Il a passé cinq ans à l’université avant d’abandonner ses études, ne prend pas de vacances et ne s’est jamais marié. Propriétaire de l’île de North Dumpling, dans le Connecticut, il fait sécession des États-Unis, se dotant d’une constitution, d’une monnaie, d’un drapeau et d’un hymne. Il s’est autoproclamé Lord Dumpling.

Vous avez dit bizarre ? D. Kamen, qui s’investit sans relâche pour persuader les jeunes de faire carrière dans les sciences et l’ingénierie, est l’une des personnes extrêmement créatives dont le comportement frappe par son côté « spécial ». Albert Einstein ramassait les mégots de cigare dans la rue, afin d’en récupérer le tabac pour sa pipe ; le constructeur aéronautique Howard Hughes passait des jours entiers sur une chaise au milieu d’une pièce stérile de sa suite de l’hôtel Beverley Hills ; le compositeur Robert Schumann pensait que ses compositions musicales lui étaient dictées depuis leur tombe par Beethoven et d’autres visionnaires décédés ; on prétend aussi que Charles Dickens pensait écarter des oursins imaginaires avec son parapluie lorsqu’il marchait dans les rues de Londres. Plus récemment, nous avons été témoins de l’obsession de Michael Jackson pour les rhinoplasties, de l’affection de Salvador Dali pour les animaux de compagnie dangereux et nous avons pu voir la chanteuse islandaise Björk habillée en cygne pour la cérémonie des Oscars.

L’homme de la rue n’est pas le seul à trouver excentriques les individus très créatifs. Ces derniers se perçoivent eux-mêmes souvent comme différents et incapables de se conformer aux usages en vigueur. Les résultats les plus récents de l’imagerie cérébrale, de la recherche sur la créativité et de la biologie moléculaire suggèrent que l’image d’Épinal du génie atypique n’est pas uniquement inspirée de quelques descriptions anecdotiques. En fait, la créativité et l’excentricité vont souvent de pair, et les chercheurs pensent aujourd’hui que ces deux traits résulteraient de la façon dont le cerveau filtre les informations qu’il reçoit. Même dans le monde des affaires, on constate de plus en plus qu’il existe un lien entre la pensée créative et les comportements non conventionnels, que l’on commence à admettre un peu mieux.

Des personnalités à part

L’existence de comportements étranges chez des individus très créatifs semble trop fréquente pour être une simple coïncidence. Dans la Grèce antique, Platon et Aristote s’étonnaient déjà du comportement singulier des poètes et des auteurs de théâtre. Il y a plus d’un siècle, dans son livre L’homme de génie, le criminologue italien Cesare Lombroso dressait un inventaire des comportements bizarres des visionnaires créatifs, et attribuait ce comportement à la même « dégénérescence » que celle affectant les criminels violents.

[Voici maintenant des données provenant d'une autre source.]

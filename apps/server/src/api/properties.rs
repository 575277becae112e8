use std::sync::Arc;

use crate::{api::shared::run_detached, error::ApiResult, main_lib::AppState};
use axum::{
    extract::{Path, State},
    routing::{get, post, put},
    Json, Router,
};
use propdesk_core::{
    notes::NewNote,
    properties::{PriceChange, Property, PropertyStatus, PropertySummary},
    search::{SearchPage, SearchRequest},
};
use serde::Deserialize;

#[derive(Deserialize)]
struct StatusBody {
    status: PropertyStatus,
}

async fn get_property(
    Path(id): Path<String>,
    State(state): State<Arc<AppState>>,
) -> ApiResult<Json<Property>> {
    let property = state.property_service.get_property(&id).await?;
    Ok(Json(property))
}

async fn get_property_summary(
    Path(id): Path<String>,
    State(state): State<Arc<AppState>>,
) -> ApiResult<Json<PropertySummary>> {
    let property = match state.property_service.cached_property(&id) {
        Some(property) => property,
        None => state.property_service.get_property(&id).await?,
    };
    Ok(Json(PropertySummary::from(&property)))
}

async fn search_properties(
    State(state): State<Arc<AppState>>,
    Json(request): Json<SearchRequest>,
) -> ApiResult<Json<SearchPage<Property>>> {
    let page = state.property_service.search_properties(request).await?;
    Ok(Json(page))
}

async fn update_status(
    Path(id): Path<String>,
    State(state): State<Arc<AppState>>,
    Json(body): Json<StatusBody>,
) -> ApiResult<Json<Property>> {
    let service = state.property_service.clone();
    let property =
        run_detached(async move { service.update_status(&id, body.status).await }).await?;
    Ok(Json(property))
}

async fn change_price(
    Path(id): Path<String>,
    State(state): State<Arc<AppState>>,
    Json(change): Json<PriceChange>,
) -> ApiResult<Json<Property>> {
    let service = state.property_service.clone();
    let property = run_detached(async move { service.change_price(&id, change).await }).await?;
    Ok(Json(property))
}

async fn add_note(
    Path(id): Path<String>,
    State(state): State<Arc<AppState>>,
    Json(note): Json<NewNote>,
) -> ApiResult<Json<Property>> {
    let service = state.property_service.clone();
    let property = run_detached(async move { service.add_note(&id, note).await }).await?;
    Ok(Json(property))
}

pub fn router() -> Router<Arc<AppState>> {
    Router::new()
        .route("/properties/search", post(search_properties))
        .route("/properties/{id}", get(get_property))
        .route("/properties/{id}/summary", get(get_property_summary))
        .route("/properties/{id}/status", put(update_status))
        .route("/properties/{id}/price", post(change_price))
        .route("/properties/{id}/notes", post(add_note))
}
//! Requirement persistence over a document store.

mod repository;


pub use repository::RequirementRepository;
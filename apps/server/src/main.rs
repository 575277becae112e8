use propdesk_server::{api::app_router, build_state, config::Config, init_tracing};

#[tokio::main]
async fn main() -> anyhow::Result<()> {
    let config = Config::from_env()?;
    init_tracing();
    let state = build_state(&config).await?;

    let router = app_router(state, &config);
    tracing::info!("Listening on {}", config.listen_addr);
    let listener = tokio::net::TcpListener::bind(config.listen_addr).await?;
    axum::serve(listener, router).await?;
    Ok(())
}
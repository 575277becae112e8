//! Tasks module - lead follow-up tasks.

mod task_mutations;
mod tasks_model;
mod tasks_service;
mod tasks_traits;


pub use task_mutations::SetTaskStatus;
pub use tasks_model::{NewTask, Task, TaskFilter, TaskStatus};
pub use tasks_service::TaskService;
pub use tasks_traits::{TaskRepositoryTrait, TaskServiceTrait};
//! Project catalog persistence.

mod repository;

#[cfg(test)]
mod repository_tests;

pub use repository::ProjectRepository;
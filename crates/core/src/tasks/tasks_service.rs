use std::sync::Arc;

use log::info;

use super::task_mutations::SetTaskStatus;
use super::tasks_model::{NewTask, Task, TaskFilter, TaskStatus};
use super::tasks_traits::{TaskRepositoryTrait, TaskServiceTrait};
use crate::errors::{Error, Result};
use crate::events::{DomainEvent, DomainEventSink};
use crate::mutation::MutationCoordinator;
use crate::state::{Action, RecordKey, Store};

/// Service for lead follow-up tasks.
pub struct TaskService {
    repository: Arc<dyn TaskRepositoryTrait>,
    coordinator: Arc<MutationCoordinator>,
    event_sink: Arc<dyn DomainEventSink>,
}

impl TaskService {
    pub fn new(
        repository: Arc<dyn TaskRepositoryTrait>,
        coordinator: Arc<MutationCoordinator>,
        event_sink: Arc<dyn DomainEventSink>,
    ) -> Self {
        Self {
            repository,
            coordinator,
            event_sink,
        }
    }

    fn store(&self) -> &Store {
        self.coordinator.store()
    }
}

#[async_trait::async_trait]
impl TaskServiceTrait for TaskService {
    async fn get_task(&self, task_id: &str) -> Result<Task> {
        self.store()
            .track_fetch(
                RecordKey::Task(task_id.to_string()),
                self.repository.get_by_id(task_id),
                |task| Action::TasksLoaded(vec![task.clone()]),
            )
            .await
    }

    async fn create_task(&self, new_task: NewTask) -> Result<Task> {
        new_task.validate()?;
        let task = self.repository.create(&new_task).await?;
        self.store().dispatch(Action::TasksLoaded(vec![task.clone()]));
        info!("Created task {}", task.task_id);
        self.event_sink.emit(DomainEvent::TaskCreated {
            task_id: task.task_id.clone(),
        });
        Ok(task)
    }

    async fn list_tasks(&self, filter: TaskFilter) -> Result<Vec<Task>> {
        let tasks = self.repository.list(&filter).await?;
        self.store().dispatch(Action::TasksLoaded(tasks.clone()));
        Ok(tasks)
    }

    async fn set_status(&self, task_id: &str, status: TaskStatus) -> Result<Task> {
        if self.store().task(task_id).is_none() {
            self.get_task(task_id).await?;
        }
        let mutation = SetTaskStatus::new(self.repository.clone(), task_id, status);
        self.coordinator.execute(mutation).await?;
        self.store()
            .task(task_id)
            .ok_or_else(|| Error::NotFound(format!("Task {}", task_id)))
    }
}
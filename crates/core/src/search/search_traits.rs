use async_trait::async_trait;

use super::search_model::{SearchRequest, SearchResponse};
use crate::errors::Result;

/// Contract for the hosted search index.
///
/// Filtering, faceting and ranking are done by the index; implementations
/// only shape the request and unwrap the response.
#[async_trait]
pub trait SearchIndexTrait: Send + Sync {
    /// Runs a query against `index` and returns one page of raw hits.
    async fn search(&self, index: &str, request: &SearchRequest) -> Result<SearchResponse>;
}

Plus récemment, les psychologues ont utilisé des mesures validées de la créativité et de l’excentricité. Pour évaluer la créativité, les chercheurs peuvent examiner les productions artistiques ou novatrices d’une personne, sa capacité à agir ou à penser de façon créative (par exemple, en lui demandant de trouver de nouveaux usages pour des ustensiles domestiques ordinaires). Afin de mesurer le degré d’excentricité d’une même personne, les chercheurs utilisent souvent des échelles d’évaluation de la personnalité dite schizotypique.

La personnalité schizotypique se reconnaît à plusieurs comportements ou modes de pensée. Par exemple, la pensée dite magique, qui recourt volontiers à des idées fantasmatiques ou des croyances paranormales (souvenons-nous de Schumann persuadé que Beethoven lui envoyait de la musique depuis sa tombe...). Les personnes schizotypiques sont souvent sujettes à des expériences perceptives inhabituelles, telles que des distorsions de la perception (Dickens se croyait suivi par les personnages de ses romans), mais aussi à l’anhédonie sociale, préférence pour les activités solitaires (Emily Dickinson, Nikola Tesla et Isaac Newton, par exemple, préféraient travailler qu’avoir des activités sociales), voire une légère paranoïa, ou sentiment infondé que des personnes ou des objets de l’environnement peuvent représenter des menaces (on songe à la méfiance légendaire de Howard Hughes vis-à-vis d’autrui).

La schizotypie est une forme atténuée du trouble de la personnalité schizotypique, qui fait partie d’un ensemble de pathologies qualifiées de « bizarres ou excentriques » dans le Manuel diagnostic et statistique des troubles mentaux de l’Association américaine de psychiatrie. Le diagnostic en a été défini d’après diverses études épidémiologiques à grande échelle, où les chercheurs ont noté que, dans les familles de patients schizophrènes, on trouvait plus souvent des personnes animées de comportements et de croyances bizarres que dans d’autres familles indemnes de schizophrénie.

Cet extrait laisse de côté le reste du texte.